The Animal Kingdom’s 10 Greatest Threats to Mankind:

1. The Wolf: This is for obvious reasons. The wolf is smart, savvy, savage, wild, ferocious and obviously intelligent enough to pilot fighter jets.

2. The Chimp: The genomes of a human and a chimpanzee are at least 98% identical. Also chimps can sometimes perform better on memory tests than humans. Not only this, but if you have seen Amy Winehouse recently, you must concede that chimps are even rivaling some humans in terms of general attractiveness.

3. The Dolphin: These creatures are known for their creative skills and intuitive communicative abilities. Plus, some dolphins have been known to attack and kill sharks by ramming them with their “razor-sharp” noses. A close friend of mine once claimed to have been attacked by a dolphin when it “kicked him in the crotch” at the beach. The result was not pretty, but the jury is still out as to whether or not this was an actual dolphin attack.

4. The Elephant: These monstrous man-killers have gigantic brains are able to empathize and communicate with one another. Let’s just hope they don’t learn to read because if one of them gets a hold of Orwell’s short story “How to Kill and Elephant,” we’re all goners for sure.

5. The Octapus: These slimy sea creatures possess a natural curiosity and problem solving ability that have brought out comparisons between their brains and ours. While we’re trying to figure out whether to call them octapi or octapusses, they’ll be plotting our doom.

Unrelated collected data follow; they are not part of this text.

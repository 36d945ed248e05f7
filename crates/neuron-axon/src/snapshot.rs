//! Organization snapshot and administrative provider mutations for the
//! observability surface the external REST layer reads (spec §6).

use std::sync::Arc;

use neuron_core::npi::validate_npi;
use neuron_core::types::{AxonReachability, ProviderRegistration, RegistrationState};
use neuron_core::NeuronError;
use neuron_store::StateDb;
use serde::Serialize;
use tracing::info;

use crate::client::AxonClient;

/// `{npi, name, type, axon_status, providers}` — assembled from the
/// persisted `RegistrationState` plus the heartbeat's live reachability
/// reading, which the caller supplies (this module has no loop of its own).
#[derive(Clone, Debug, Serialize)]
pub struct OrganizationSnapshot {
    pub npi: String,
    pub name: String,
    #[serde(rename = "type")]
    pub organization_type: String,
    pub axon_status: AxonReachability,
    pub providers: Vec<ProviderRegistration>,
}

/// `None` if the organization hasn't been registered yet (no row on disk).
pub fn organization_snapshot(
    db: &StateDb,
    axon_status: AxonReachability,
) -> Result<Option<OrganizationSnapshot>, NeuronError> {
    Ok(db.get_registration()?.map(|state| OrganizationSnapshot {
        npi: state.organization_npi,
        name: state.organization_name,
        organization_type: state.organization_type,
        axon_status,
        providers: state.providers,
    }))
}

/// Add a provider NPI to the organization's roster and enroll it with Axon
/// immediately. Idempotent: an NPI already on the roster is returned
/// unchanged rather than enrolled a second time.
pub async fn add_provider(
    client: &AxonClient,
    db: &Arc<StateDb>,
    provider_npi: &str,
    now: i64,
) -> Result<RegistrationState, NeuronError> {
    validate_npi(provider_npi)?;

    let mut state = db
        .get_registration()?
        .ok_or_else(|| NeuronError::ConfigInvalid("organization is not yet registered".into()))?;

    if state.providers.iter().any(|p| p.provider_npi == provider_npi) {
        return Ok(state);
    }

    let (registration_id, bearer_token) = match (&state.registration_id, &state.bearer_token) {
        (Some(r), Some(b)) => (r.clone(), b.clone()),
        _ => {
            return Err(NeuronError::ConfigInvalid(
                "organization has no active Axon registration".into(),
            ))
        }
    };

    let resp = client.enroll_provider(&registration_id, &bearer_token, provider_npi).await?;
    state.providers.push(ProviderRegistration {
        provider_npi: provider_npi.to_string(),
        axon_provider_id: Some(resp.axon_provider_id.clone()),
    });
    state.updated_at = now;
    db.put_registration(&state)?;
    info!(provider_npi, axon_provider_id = %resp.axon_provider_id, "provider added");
    Ok(state)
}

/// Drop a provider NPI from the roster. `AxonClient` exposes no
/// deregistration endpoint, so this only updates the local roster — any
/// stale Axon-side record is left for an out-of-band Axon-side cleanup.
pub fn remove_provider(
    db: &Arc<StateDb>,
    provider_npi: &str,
    now: i64,
) -> Result<RegistrationState, NeuronError> {
    let mut state = db
        .get_registration()?
        .ok_or_else(|| NeuronError::NotFound("organization registration".into()))?;

    let before = state.providers.len();
    state.providers.retain(|p| p.provider_npi != provider_npi);
    if state.providers.len() == before {
        return Err(NeuronError::NotFound(provider_npi.to_string()));
    }

    state.updated_at = now;
    db.put_registration(&state)?;
    info!(provider_npi, "provider removed");
    Ok(state)
}

#[cfg(test)]
mod tests {
    use super::*;

    fn state_with(providers: Vec<ProviderRegistration>) -> RegistrationState {
        RegistrationState {
            organization_npi: "1234567893".into(),
            organization_name: "Acme Clinic".into(),
            organization_type: "clinic".into(),
            registry_url: "https://axon.example".into(),
            endpoint_url: "https://neuron.example".into(),
            registration_id: Some("reg-1".into()),
            bearer_token: Some("token-1".into()),
            status: neuron_core::types::RegistrationStatus::Registered,
            providers,
            created_at: 1_700_000_000,
            updated_at: 1_700_000_000,
        }
    }

    #[test]
    fn snapshot_is_none_before_registration() {
        let dir = tempfile::tempdir().unwrap();
        let db = StateDb::open(dir.path()).unwrap();
        let snap = organization_snapshot(&db, AxonReachability::Degraded).unwrap();
        assert!(snap.is_none());
    }

    #[test]
    fn snapshot_reflects_persisted_state_and_live_reachability() {
        let dir = tempfile::tempdir().unwrap();
        let db = StateDb::open(dir.path()).unwrap();
        db.put_registration(&state_with(vec![])).unwrap();

        let snap = organization_snapshot(&db, AxonReachability::Healthy).unwrap().unwrap();
        assert_eq!(snap.npi, "1234567893");
        assert_eq!(snap.axon_status, AxonReachability::Healthy);
        assert!(snap.providers.is_empty());
    }

    #[test]
    fn remove_provider_drops_the_matching_entry() {
        let dir = tempfile::tempdir().unwrap();
        let db = Arc::new(StateDb::open(dir.path()).unwrap());
        db.put_registration(&state_with(vec![ProviderRegistration {
            provider_npi: "1234567893".into(),
            axon_provider_id: Some("axon-prov-1".into()),
        }]))
        .unwrap();

        let updated = remove_provider(&db, "1234567893", 1_700_001_000).unwrap();
        assert!(updated.providers.is_empty());
    }

    #[test]
    fn remove_provider_not_on_roster_is_not_found() {
        let dir = tempfile::tempdir().unwrap();
        let db = Arc::new(StateDb::open(dir.path()).unwrap());
        db.put_registration(&state_with(vec![])).unwrap();

        let err = remove_provider(&db, "1234567893", 1_700_001_000).unwrap_err();
        assert!(matches!(err, NeuronError::NotFound(_)));
    }

    #[test]
    fn remove_provider_before_registration_is_not_found() {
        let dir = tempfile::tempdir().unwrap();
        let db = Arc::new(StateDb::open(dir.path()).unwrap());
        let err = remove_provider(&db, "1234567893", 1_700_001_000).unwrap_err();
        assert!(matches!(err, NeuronError::NotFound(_)));
    }
}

6. The Crow: These black demon birds are capable of fashioning and using tools as well as solving relatively complex problems. Also, these natural “bomb droppers” are capable of inflicting terror with both ends: their beaks as well as their bottoms. Never underestimate an animal that is capable of dropping its feces from hundreds of feet above our heads.

7. The Squirrel: The mental map making skills of this deceptive rodent make it a natural enemy of mankind. Plus they have those tiny hands… those clawed, terrifying, tiny hands…

8.  The Dog: We welcome them into our homes and call them our best friends. How naive can we be? These naturally intelligent killing machines could murder us in our sleep at any moment.

9. The Cat: These solitary survivalists would watch us choke to death on a chicken bone without lifting a finger in our favor. They’ve been adapting to various living conditions for nearly 10,000 years; plus, have you ever seen a cat play with a mouse in the throes of death? Brutal.

10. The Pig: The intelligence of a pig rivals that of a chimpanzee. They learn tasks surprisingly quickly and can move the cursor of a video screen with their disgusting little snouts. Not only this, but if you’ve ever seen the movie “Snatch,” you know that a group of pigs can devour an entire human, bones and all, in mere minutes.